# [Instructions to follow]
Each line of the listing where "capacity" appears should be reported.

# [Data to examine]

════════════════════

//! Oblivious random-access memory.
//!
//! Every access touches every cell: each cell's address predicate is
//! evaluated, each cell contributes to the read value and each cell is
//! rewritten, so the gates evaluated do not depend on the encrypted address
//! or on whether the access reads or writes.

use encvm_gates::{Bit, CryptoContext, EncryptedWord, GateLibrary, Word};
use encvm_isa::Geometry;
use rayon::prelude::*;

/// Memory of `rows × cols` encrypted words, addressed row-major.
#[derive(Debug, Clone)]
pub struct ObliviousMemory<T> {
    geometry: Geometry,
    cells: Vec<EncryptedWord<T>>,
}

impl<T: Clone + Send + Sync> ObliviousMemory<T> {
    /// Wraps `cells`, which must hold exactly `geometry.capacity()` words.
    pub(crate) fn new(geometry: Geometry, cells: Vec<EncryptedWord<T>>) -> Self {
        debug_assert_eq!(cells.len(), geometry.capacity());
        Self { geometry, cells }
    }

    /// Memory geometry.
    pub fn geometry(&self) -> Geometry {
        self.geometry
    }

    /// Cells in address order.
    pub fn cells(&self) -> &[EncryptedWord<T>] {
        &self.cells
    }

    /// Consumes the memory, returning its cells.
    pub fn into_cells(self) -> Vec<EncryptedWord<T>> {
        self.cells
    }

    /// Reads or writes one cell without revealing which.
    ///
    /// If `read` decrypts to true, returns the word at `address` and leaves
    /// memory unchanged. Otherwise stores `data` at `address` and returns
    /// `fallback`. `address` has the geometry's address width; `data` and
    /// `fallback` have the cell width.
    ///
    /// With `parallel` the per-cell work is spread over the rayon pool; the
    /// same gates are evaluated either way.
    pub fn access<C>(
        &mut self,
        gates: &GateLibrary<'_, C>,
        address: &Word<C>,
        data: &Word<C>,
        read: &Bit<C>,
        fallback: &Word<C>,
        parallel: bool,
    ) -> Word<C>
    where
        C: CryptoContext<Ciphertext = T>,
    {
        let col_bits = self.geometry.col_bits() as usize;
        let address_bits = self.geometry.address_bits() as usize;
        assert_eq!(address.width(), address_bits, "address width mismatch");

        let cols = self.geometry.cols();
        let col_eq = gates.match_patterns(
            &address.bits()[..col_bits],
            &(0..cols as u64).collect::<Vec<_>>(),
        );
        let row_eq = gates.match_patterns(
            &address.bits()[col_bits..],
            &(0..self.geometry.rows() as u64).collect::<Vec<_>>(),
        );
        let write = gates.not(read);

        let visit = |index: usize, cell: &mut EncryptedWord<T>| -> Word<C> {
            let hit = gates.and(&row_eq[index / cols], &col_eq[index % cols]);
            let masked: Word<C> = cell.bits().iter().map(|bit| gates.and(&hit, bit)).collect();
            let store = gates.and(&hit, &write);
            *cell = gates.select_word(&store, data, cell);
            masked
        };

        let masked: Vec<Word<C>> = if parallel {
            self.cells
                .par_iter_mut()
                .enumerate()
                .map(|(index, cell)| visit(index, cell))
                .collect()
        } else {
            self.cells
                .iter_mut()
                .enumerate()
                .map(|(index, cell)| visit(index, cell))
                .collect()
        };

        // At most one cell is hit, so the XOR of the masked words is its value.
        let value: Word<C> = (0..fallback.width())
            .map(|i| {
                let column: Vec<&Bit<C>> = masked.iter().map(|word| word.bit(i)).collect();
                gates.xor_all(&column)
            })
            .collect();

        gates.select_word(read, &value, fallback)
    }
}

════════════════════

# [Exercise result]
    /// Wraps `cells`, which must hold exactly `geometry.capacity()` words.
        debug_assert_eq!(cells.len(), geometry.capacity());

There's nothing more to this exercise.